Carbon dots (CDs) are nanomaterials with unique optical and electronic properties that make them attractive for various applications, from medical diagnostics and cancer therapy to the development of LEDs and optoelectronic sensors. In their article, the authors focus on the potential of CDs in photocatalysis, an area of research that has seen a significant advancement in recent years. These ultra-small non-metallic nanomaterials are emerging as strong competitors to traditional metal-based semiconductor materials.
“Carbon dots offer a wide range of applications, with new opportunities opening up especially in the field of photocatalytic production of hydrogen, hydrogen peroxide or photoreduction of carbon dioxide. The article provides a deep insight into the relationship between the structure and activity of carbon dots and the development of methods for accurate adaptation of these structures, which can enhance energy transformation and its sustainable production. The article also emphasizes the importance of advanced experimental and theoretical methods, including machine learning, for further improvement of the photocatalytic properties of carbon dots and the introduction of circular systems that support the sustainability and efficiency of material recycling,” said the first author of the article Lukáš Zdražil.
The article also features German researchers, including Dirk M. Guldi, a leading expert in the field. Guldi, a professor at the University of Erlangen–Nuremberg (FAU), specializes in the development of carbon-based materials like fullerenes and carbon dots, which have the potential to convert sunlight into usable energy. Lukáš Zdražil, a postdoctoral fellow during his stay in Erlangen, collaborated closely with Guldi and his team. “This article marks the first outcome of our joint scientific efforts, and we are continuing our collaboration in the experimental description of the optical properties of carbon dots,” said Zdražil, who is affiliated with both the Nanotechnology Centre at CEET VSB-TUO and CATRIN at Palacký University.
According to the researchers, however, understanding the photocatalytic activity of carbon dots and the design of efficient and precisely targeted structures remains a major scientific challenge. “Overcoming these obstacles is crucial for progress towards green and sustainable energy production using materials that are cheap, scalable and environmentally friendly. The optical and electronic properties of CDs can now compete with traditional metal-based semiconductors, which is extremely interesting for commercial applications,” added one of the corresponding authors Radek Zbořil.

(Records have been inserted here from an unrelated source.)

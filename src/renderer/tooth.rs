//! Tooth drawing: turns a [`ToothRender`] plan into SVG elements.

use super::constants::*;
use super::geometry::{Outline, Segment, ToothGeometry};
use super::rules::ToothRender;
use super::svg_builder::SvgBuilder;

/// Draw one tooth with its top-left corner at `(x, y)`.
///
/// Elements are emitted in paint order: zones, zone marks, crown ring,
/// root canal marker, strike, implant, prosthesis border.
pub(super) fn draw_tooth(
    svg: &mut SvgBuilder,
    plan: &ToothRender,
    geom: &ToothGeometry,
    tooth: Option<&str>,
    x: f64,
    y: f64,
) {
    let size = geom.size;
    svg.open_group("tooth", tooth, x, y);

    for zone in &plan.zones {
        let shape = geom.zone(zone.zone);
        let fill = zone.fill.as_deref().unwrap_or(NORMAL_FILL);
        svg.path(
            &format!("zone zone-{}", zone.zone.name()),
            &shape.path_data(),
            fill,
            OUTLINE_COLOR,
            OUTLINE_WIDTH,
        );
    }

    for zone in &plan.zones {
        if let Some(ref mark) = zone.mark {
            let anchor = geom.zone(zone.zone).anchor();
            svg.text("zone-mark", anchor.x, anchor.y, &mark.text, size * ZONE_MARK_FONT, "bold", &mark.color);
        }
    }

    if let Some(ref ring) = plan.corona {
        match geom.corona {
            Outline::Square { origin, side } => {
                svg.rect("corona", origin.x, origin.y, side, side, "none", &ring.color, CORONA_WIDTH);
            }
            Outline::Circle { center, radius } => {
                svg.circle("corona", center.x, center.y, radius, "none", &ring.color, CORONA_WIDTH);
            }
        }
    }

    if let Some(ref endo) = plan.endo {
        let [a, b, c] = geom.endo;
        let d = format!(
            "M{:.2},{:.2} L{:.2},{:.2} L{:.2},{:.2} Z",
            a.x, a.y, b.x, b.y, c.x, c.y
        );
        svg.path("endo", &d, "none", &endo.color, ENDO_WIDTH);
    }

    if let Some(ref strike) = plan.strike {
        for segment in &geom.strike {
            draw_segment(svg, "strike", segment, &strike.color, STRIKE_WIDTH, false);
        }
    }

    if let Some(ref implant) = plan.implant {
        svg.text("implant", geom.center.x, geom.center.y, "I", size * IMPLANT_FONT, "bold", &implant.color);
    }

    if let Some(ref border) = plan.prosthesis {
        let frame = &geom.frame;
        draw_segment(svg, "prosthesis prosthesis-top", &frame.top, &border.color, FRAME_WIDTH, border.dashed);
        draw_segment(svg, "prosthesis prosthesis-bottom", &frame.bottom, &border.color, FRAME_WIDTH, border.dashed);
        if border.left {
            draw_segment(svg, "prosthesis prosthesis-left", &frame.left, &border.color, FRAME_WIDTH, border.dashed);
        }
        if border.right {
            draw_segment(svg, "prosthesis prosthesis-right", &frame.right, &border.color, FRAME_WIDTH, border.dashed);
        }
    }

    svg.close_group();
}

fn draw_segment(svg: &mut SvgBuilder, class: &str, segment: &Segment, color: &str, width: f64, dashed: bool) {
    svg.line(class, segment.from.x, segment.from.y, segment.to.x, segment.to.y, color, width, dashed);
}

Scientists have long recognised the value of combining experiments with theoretical calculations. “Modelling the properties of carbon dots is a very difficult task due to their complex and ambiguous structure. However, computational models offer valuable insights into the physico-chemical processes occurring within the dots. Thanks to advanced computational technology, researchers can now integrate data from molecular dynamics simulations, quantum chemical calculations and artificial intelligence analyses with experimental results. This greatly accelerates the development of new, catalytically active carbon dots,” added Michal Otyepka from the IT4Innovations National Supercomputing Center at VSB-TUO and CATRIN at Palacký University.